Serena Guarnaschelli, Cal Tech (serena@hss.caltech.edu).

Serena is analyzing information aggregation in a double auction market using a common value good. She has identified a variety of candidate strategies from the literature, ranging from highly rational to somewhat irrational. By combining these strategies into various ecologies, she hopes to better understand the implications of heterogeneous collections of agents both at the individual and aggregate level in such markets.


Kelly Lautt, UCLA (Kellyl@ucla.edu).

Kelly is interested in the gifts-for-goods corruption that has recently arisen in China. In this system, citizens may proffer gifts to officials in hopes of receiving key goods. Kelly models this system as a replicator dynamic, and early results indicate that the system may evolve in and out of corruption depending on the underlying norms of gifting and the penalties imposed on corrupt officials.


Jim Leady, University of Michigan (leady@umich.edu).

Jim is studying how bounded processing ability impacts the play of adaptive agents facing multiple games. In the model, agents adapt finite automata using a genetic algorithm that must play a set of standard two-by-two games: the Prisoner's Dilemma, Chicken, Battle of the Sexes, and a simple coordination game. Agent's strategies must be implemented using a limited amount of processing ability, and thus strategies for the different games may need to share various scarce resources.


Artur Minkin, University of Wisconsin (aminkin@students.wisc.edu).

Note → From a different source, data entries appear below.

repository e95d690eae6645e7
//! Count buckets for O(1) max/min key tracking.
//!
//! Tracks a positive count per key and answers "a key with the highest count"
//! and "a key with the lowest count" in O(1). Keys sharing a count live in one
//! bucket; buckets form a doubly-linked list sorted by count, so the extremes
//! are the list's head and tail.
//!
//! ## Architecture
//!
//! ```text
//! ┌─────────────────────────────────────────────────────────────────────────────┐
//! │                          CountBuckets<K> Layout                             │
//! │                                                                             │
//! │   ┌─────────────────────────────┐   ┌─────────────────────────────────┐   │
//! │   │  index: FxHashMap<K, SlotId>│   │  entries: SlotArena<Entry<K>>   │   │
//! │   │                             │   │                                 │   │
//! │   │  ┌───────────┬──────────┐  │   │  ┌──────┬───────────────────┐  │   │
//! │   │  │    Key    │  SlotId  │  │   │  │ Slot │ Entry             │  │   │
//! │   │  ├───────────┼──────────┤  │   │  ├──────┼───────────────────┤  │   │
//! │   │  │    "a"    │   e0     │──┼───┼──►│  e0  │ count:1, bucket:b0│  │   │
//! │   │  │    "b"    │   e1     │──┼───┼──►│  e1  │ count:2, bucket:b1│  │   │
//! │   │  │    "c"    │   e2     │──┼───┼──►│  e2  │ count:3, bucket:b2│  │   │
//! │   │  └───────────┴──────────┘  │   │  └──────┴───────────────────┘  │   │
//! │   └─────────────────────────────┘   └─────────────────────────────────┘   │
//! │                                                                             │
//! │   ┌───────────────────────────────────────────────────────────────────┐   │
//! │   │  buckets: SlotArena<Bucket>  (ascending by count)                 │   │
//! │   │                                                                   │   │
//! │   │  head                                                    tail     │   │
//! │   │   │                                                        │      │   │
//! │   │   ▼                                                        ▼      │   │
//! │   │  [b0 count=1] ◄──► [b1 count=2] ◄──► [b2 count=3]                 │   │
//! │   │   members: e0       members: e1       members: e2                 │   │
//! │   │                                                                   │   │
//! │   │  min_key() = first member of head                                 │   │
//! │   │  max_key() = first member of tail                                 │   │
//! │   └───────────────────────────────────────────────────────────────────┘   │
//! │                                                                             │
//! └─────────────────────────────────────────────────────────────────────────────┘
//!
//! Increment Flow
//! ──────────────
//!
//!   increment("b"):                       (b at count 2 in bucket b1)
//!     1. Lookup e1 in index, read entry.bucket = b1
//!     2. Unlink e1 from b1's member list
//!     3. If b1.next has count 3 → join it
//!        else → link a new count-3 bucket between b1 and b1.next
//!     4. Append e1 to the target bucket, update entry.count/bucket
//!     5. If b1 is now empty → unlink and free it
//!
//! Decrement Flow
//! ──────────────
//!
//!   decrement("b"):
//!     count == 1 → unlink from bucket, free entry, drop index
//!     count  > 1 → mirror of increment, looking at b1.prev for count-1
//! ```
//!
//! The target bucket is always linked relative to the key's old bucket while
//! that bucket is still in the list; the old bucket is freed last. No search
//! over the bucket list is ever needed because counts change by exactly one.
//!
//! ## Operations
//!
//! | Operation         | Time        | Notes                                   |
//! |-------------------|-------------|-----------------------------------------|
//! | `increment`       | O(1)        | Absent key starts at 1                  |
//! | `decrement`       | O(1)        | Removes the key at 0; absent is a no-op |
//! | `max_key`         | O(1)        | Oldest member of the tail bucket        |
//! | `min_key`         | O(1)        | Oldest member of the head bucket        |
//! | `count`           | O(1)        |                                         |
//! | `keys_with_count` | O(d)        | d = distinct counts, then O(1) per key  |
//! | `check_invariants`| O(n + d)    |                                         |
//!
//! ## Example Usage
//!
//! ```
//! use countkit::ds::CountBuckets;
//!
//! let mut store = CountBuckets::new();
//!
//! store.increment("a");
//! store.increment("b");
//! store.increment("b");
//!
//! assert_eq!(store.max_key(), Some(&"b"));
//! assert_eq!(store.min_key(), Some(&"a"));
//!
//! store.decrement("a");  // count 1 → removed
//! assert!(!store.contains("a"));
//! assert_eq!(store.min_key(), Some(&"b"));
//! ```
//!
//! ## Thread Safety
//!
//! Not thread-safe. Mutations relink shared list nodes without locking;
//! callers serialise access.
//!
//! ## Implementation Notes
//!
//! - Within a bucket members are kept in arrival order (append at tail)
//! - Counts saturate at `u64::MAX`
//! - `debug_validate_invariants()` available in debug/test builds

use std::borrow::Borrow;
use std::hash::Hash;
use std::iter::FusedIterator;
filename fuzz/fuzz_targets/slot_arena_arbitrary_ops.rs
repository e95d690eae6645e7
#![no_main]

use countkit::ds::SlotArena;
use libfuzzer_sys::fuzz_target;

// Fuzz arbitrary operation sequences on SlotArena
//
// Random insert, remove, get_mut, shrink_to_fit and clear sequences. Vacant
// slots must never be visible and live slots must keep their values.
fuzz_target!(|data: &[u8]| {
    let mut arena: SlotArena<u32> = SlotArena::new();
    let mut live = Vec::new();

    for pair in data.chunks_exact(2) {
        let op = pair[0] % 6;
        let value = u32::from(pair[1]);

        match op {
            0 | 1 => {
                let id = arena.insert(value);
                assert_eq!(arena.get(id), Some(&value));
                live.push((id, value));
            }
            2 => {
                if !live.is_empty() {
                    let (id, expected) = live.swap_remove(value as usize % live.len());
                    assert_eq!(arena.remove(id), Some(expected));
                    assert!(!arena.contains(id));
                }
            }
            3 => {
                if !live.is_empty() {
                    let slot = value as usize % live.len();
                    let id = live[slot].0;
                    if let Some(stored) = arena.get_mut(id) {
                        *stored = value.wrapping_add(1);
                    }
                    live[slot].1 = value.wrapping_add(1);
                }
            }
            4 => {
                arena.shrink_to_fit();
            }
            5 => {
                arena.clear();
                live.clear();
            }
            _ => unreachable!(),
        }

        assert_eq!(arena.len(), live.len());
        assert_eq!(arena.iter().count(), live.len());
        for &(id, expected) in &live {
            assert_eq!(arena.get(id), Some(&expected));
        }
    }
});
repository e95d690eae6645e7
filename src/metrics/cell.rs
use std::cell::Cell;

/// A counter that can be bumped through `&self`.
///
/// Used for read-only store operations (`max_key`, `min_key`) that cannot
/// take a mutable recorder. Not `Sync`; the stores are single-threaded.
#[repr(transparent)]
#[derive(Debug, Default)]
pub struct MetricsCell(Cell<u64>);

impl MetricsCell {
    #[inline]
    pub fn new() -> Self {
        Self(Cell::new(0))
    }

    #[inline]
    pub fn get(&self) -> u64 {
        self.0.get()
    }

    #[inline]
    pub fn incr(&self) {
        self.add(1);
    }

    #[inline]
    pub fn add(&self, n: u64) {
        self.0.set(self.0.get().saturating_add(n));
    }

    #[inline]
    pub fn reset(&self) {
        self.0.set(0);
    }
}

#[cfg(test)]
mod tests {
    use super::*;

    #[test]
    fn metrics_cell_counts_through_shared_ref() {
        let cell = MetricsCell::new();
        let shared = &cell;
        shared.incr();
        shared.add(4);
        assert_eq!(cell.get(), 5);
        cell.reset();
        assert_eq!(cell.get(), 0);
    }
}
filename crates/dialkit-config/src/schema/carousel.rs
//! Carousel configuration types.

use serde::{Deserialize, Serialize};
use std::time::Duration;

#[derive(Debug, Clone, Serialize, Deserialize)]
#[serde(default)]
pub struct CarouselConfig {
    /// Autoplay period in milliseconds (valid range: 500-60000).
    pub autoplay_interval_ms: u64,
    /// Fraction of the page width a swipe must travel to change page (valid range: 0.1-0.9).
    pub swipe_threshold: f64,
}

impl Default for CarouselConfig {
    fn default() -> Self {
        Self {
            autoplay_interval_ms: 3000,
            swipe_threshold: 0.5,
        }
    }
}

impl CarouselConfig {
    pub fn autoplay_interval(&self) -> Duration {
        Duration::from_millis(self.autoplay_interval_ms)
    }
}
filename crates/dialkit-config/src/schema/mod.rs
//! Configuration schema types for dialkit.
//!
//! All structs use `serde(default)` so partial configs work correctly.

mod carousel;
mod colors;
mod logging;
mod picker;
mod slider;

pub use carousel::*;
pub use colors::*;
pub use logging::*;
pub use picker::*;
pub use slider::*;

use serde::{Deserialize, Serialize};

/// Current config schema version.
pub const CONFIG_SCHEMA_VERSION: u32 = 1;

/// Root configuration.
#[derive(Debug, Clone, Serialize, Deserialize)]
#[serde(default)]
#[derive(Default)]
pub struct DialkitConfig {
    pub colors: ColorConfig,
    pub slider: SliderConfig,
    pub carousel: CarouselConfig,
    pub picker: PickerConfig,
    pub logging: LoggingConfig,
}
use serde::{Deserialize, Serialize};
use tokio::sync::broadcast;

/// Notifications emitted by control models as their state changes.
#[derive(Debug, Clone, PartialEq, Serialize, Deserialize)]
#[serde(tag = "type", content = "data")]
pub enum ControlEvent {
    /// A handle drag started/continued (`true`) or ended (`false`).
    EditingChanged(bool),
    RangeChanged {
        lower: f64,
        upper: f64,
    },
    /// Index into the picker's items, `None` for the empty entry.
    SelectionChanged(Option<usize>),
    SearchSubmitted(String),
    CarouselAdvanced(usize),
    #[serde(other)]
    Unknown,
}

#[derive(Clone)]
pub struct EventBus {
    sender: broadcast::Sender<ControlEvent>,
}

impl EventBus {
    pub fn new(capacity: usize) -> Self {
        let (sender, _) = broadcast::channel(capacity);
        Self { sender }
    }

    pub fn subscribe(&self) -> broadcast::Receiver<ControlEvent> {
        self.sender.subscribe()
    }

    pub fn publish(&self, event: ControlEvent) -> usize {
        self.sender.send(event).unwrap_or(0)
    }
}

impl Default for EventBus {
    fn default() -> Self {
        Self::new(64)
    }
}
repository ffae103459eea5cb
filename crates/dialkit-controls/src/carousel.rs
//! Carousel paging state and autoplay.
//!
//! Pages wrap in both directions. While a drag is in progress autoplay
//! ticks are skipped; while an autoplay transition is running drags are
//! ignored.

use std::sync::{Arc, Mutex};
use std::time::Duration;

use dialkit_common::{ControlEvent, EventBus};
use dialkit_config::schema::CarouselConfig;
use tokio::sync::watch;
use tracing::{debug, warn};

#[derive(Debug, Clone)]
pub struct CarouselState {
    len: usize,
    current: usize,
    dragging: bool,
    autoplay_animating: bool,
    drag_offset: f64,
    swipe_threshold: f64,
}

impl CarouselState {
    pub fn new(len: usize) -> Self {
        Self {
            len,
            current: 0,
            dragging: false,
            autoplay_animating: false,
            drag_offset: 0.0,
            swipe_threshold: CarouselConfig::default().swipe_threshold,
        }
    }

    pub fn from_config(len: usize, config: &CarouselConfig) -> Self {
        Self {
            swipe_threshold: config.swipe_threshold,
            ..Self::new(len)
        }
    }

    pub fn len(&self) -> usize {
        self.len
    }

    pub fn is_empty(&self) -> bool {
        self.len == 0
    }

    pub fn current(&self) -> usize {
        self.current
    }

    pub fn is_dragging(&self) -> bool {
        self.dragging
    }

    /// Horizontal offset applied to every page while dragging.
    pub fn drag_offset(&self) -> f64 {
        self.drag_offset
    }

    /// Autoplay tick. Returns the new page, or `None` when skipped.
    pub fn advance(&mut self) -> Option<usize> {
        if self.dragging || self.len == 0 {
            return None;
        }
        self.autoplay_animating = true;
        self.current = (self.current + 1) % self.len;
        Some(self.current)
    }

    /// The autoplay transition has finished; drags are accepted again.
    pub fn finish_autoplay(&mut self) {
        self.autoplay_animating = false;
    }

    pub fn drag_changed(&mut self, translation: f64) {
        if self.autoplay_animating {
            return;
        }
        self.dragging = true;
        self.drag_offset = translation;
    }

    /// Settle a drag. A positive `translation` is a swipe to the right.
    ///
    /// Swipes longer than `page_width * swipe_threshold` change page.
    pub fn drag_ended(&mut self, translation: f64, page_width: f64) -> usize {
        if !self.dragging {
            return self.current;
        }
        let threshold = page_width * self.swipe_threshold;
        if self.len > 0 && translation.abs() > threshold {
            self.current = if translation > 0.0 {
                self.current.checked_sub(1).unwrap_or(self.len - 1)
            } else {
                (self.current + 1) % self.len
            };
        }
        self.drag_offset = 0.0;
        self.dragging = false;
        self.current
    }

    /// Signed distance in pages from the current page to page `id`.
    ///
    /// The first and last pages are neighbours, so the carousel reads as a loop.
    pub fn distance(&self, id: usize) -> f64 {
        if self.len > 1 {
            let last = self.len - 1;
            if self.current == 0 && id == last {
                return -1.0;
            }
            if id == 0 && self.current == last {
                return 1.0;
            }
        }
        id as f64 - self.current as f64
    }
}

/// Advance `state` every `period` until `shutdown` becomes `true`.
///
/// Each successful tick publishes [`ControlEvent::CarouselAdvanced`].
pub async fn run_autoplay(
    state: Arc<Mutex<CarouselState>>,
    period: Duration,
    bus: EventBus,
    mut shutdown: watch::Receiver<bool>,
) {
    let mut ticker = tokio::time::interval(period);
    // The first tick completes immediately; autoplay waits a full period.
    ticker.tick().await;

    loop {
        tokio::select! {
            _ = ticker.tick() => {
                let advanced = match state.lock() {
                    Ok(mut state) => state.advance(),
                    Err(e) => {
                        warn!("carousel state poisoned, stopping autoplay: {e}");
                        return;
                    }
                };
                if let Some(index) = advanced {
                    debug!(index, "carousel advanced");
                    bus.publish(ControlEvent::CarouselAdvanced(index));
                }
            }
            changed = shutdown.changed() => {
                if changed.is_err() || *shutdown.borrow() {
                    return;
                }
            }
        }
    }
}
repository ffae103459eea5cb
//! TOML config file loading and creation.

mod loader;
mod paths;
mod template;


pub use loader::{load_default, load_from_path};
pub use paths::{create_default_config, default_config_path};
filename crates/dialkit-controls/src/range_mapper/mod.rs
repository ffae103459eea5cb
//! Position/value mapping for dual-handle range sliders.
//!
//! A *percent* is a position along the track as a fraction of its width.
//! Drag positions are clamped to the track before mapping, and the handles
//! are ordered after mapping, so the update functions never produce a
//! selection with `lower > upper`.


use dialkit_common::{ControlError, NumericRange, SelectedRange};

/// The value at `percent` of the way through `bounds`. `percent` is not clamped.
pub fn value_at_percent(bounds: &NumericRange, percent: f64) -> f64 {
    bounds.lower() + percent * bounds.width()
}

/// Where `value` sits within `bounds`, as a fraction of its width.
///
/// Fails with `InvalidArgument` when `bounds` has zero width.
pub fn percent_at_value(bounds: &NumericRange, value: f64) -> Result<f64, ControlError> {
    let width = bounds.width();
    if width == 0.0 {
        return Err(ControlError::InvalidArgument(format!(
            "bounds [{}, {}] have zero width",
            bounds.lower(),
            bounds.upper()
        )));
    }
    Ok((value - bounds.lower()) / width)
}

/// Move the lower handle to `raw_position` pixels along a track `track_width` wide.
///
/// Positions left of the track clamp to 0; the lower handle stops at the upper one.
pub fn update_lower_bound(
    current: &SelectedRange,
    bounds: &NumericRange,
    raw_position: f64,
    track_width: f64,
) -> Result<SelectedRange, ControlError> {
    check_track_width(track_width)?;
    let percent = raw_position.max(0.0) / track_width;
    let candidate = value_at_percent(bounds, percent);
    Ok(current.with_lower(candidate))
}

/// Move the upper handle to `raw_position` pixels along a track `track_width` wide.
///
/// Positions right of the track clamp to its end; the upper handle stops at the lower one.
pub fn update_upper_bound(
    current: &SelectedRange,
    bounds: &NumericRange,
    raw_position: f64,
    track_width: f64,
) -> Result<SelectedRange, ControlError> {
    check_track_width(track_width)?;
    let percent = raw_position.min(track_width) / track_width;
    let candidate = value_at_percent(bounds, percent);
    Ok(current.with_upper(candidate))
}

/// Widen the selection so it includes the value under a tap on the track.
pub fn extend_to_position(
    current: &SelectedRange,
    bounds: &NumericRange,
    raw_position: f64,
    track_width: f64,
) -> Result<SelectedRange, ControlError> {
    check_track_width(track_width)?;
    let percent = raw_position.clamp(0.0, track_width) / track_width;
    let value = value_at_percent(bounds, percent);
    Ok(current.with_lower(current.lower().min(value)).with_upper(current.upper().max(value)))
}

/// Pixel offsets of the lower and upper handles along the track.
pub fn handle_offsets(
    selection: &SelectedRange,
    bounds: &NumericRange,
    track_width: f64,
) -> Result<(f64, f64), ControlError> {
    Ok((
        track_width * percent_at_value(bounds, selection.lower())?,
        track_width * percent_at_value(bounds, selection.upper())?,
    ))
}

fn check_track_width(track_width: f64) -> Result<(), ControlError> {
    if track_width.is_finite() && track_width > 0.0 {
        Ok(())
    } else {
        Err(ControlError::InvalidArgument(format!(
            "track width must be positive, got {track_width}"
        )))
    }
}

Artur is developing new econometric techniques for estimating parameters in spatially connected systems. His initial focus is on the estimation of growth models with heterogeneous countries. In his work, he uses Bayesian inference to identify appropriate groups of countries. To improve the quality of the estimates, he is using artificial worlds to refine the econometric techniques before applying them to the real data.


David Robalino, Rand (David_Robalino@rand.org).

David is applying computational techniques to evaluate the implications of including social interactions in current integrated assessment models. In a preliminary application, David shows that optimal savings rates derived from the standard stochastic neoclassical growth model may tend to underestimate socially optimal savings rates. His results suggest that policy analysis ought to consider expanding current representative agent models to incorporate social networks. His approach may also prove useful to formalize the well known empirical linkage between social capital and economic growth.


Sonia Schulenburg, University of Edinburgh (sonias@dai.ed.ac.uk).

Sonia is using classifier systems to model the behavior of asset traders. Initial work has focused on creating adaptive traders that can effectively identify and trade on price series of stocks generated by actual markets. The insights gained from this work are being used to create artificial market systems composed of adaptive agents that endogenously determine prices.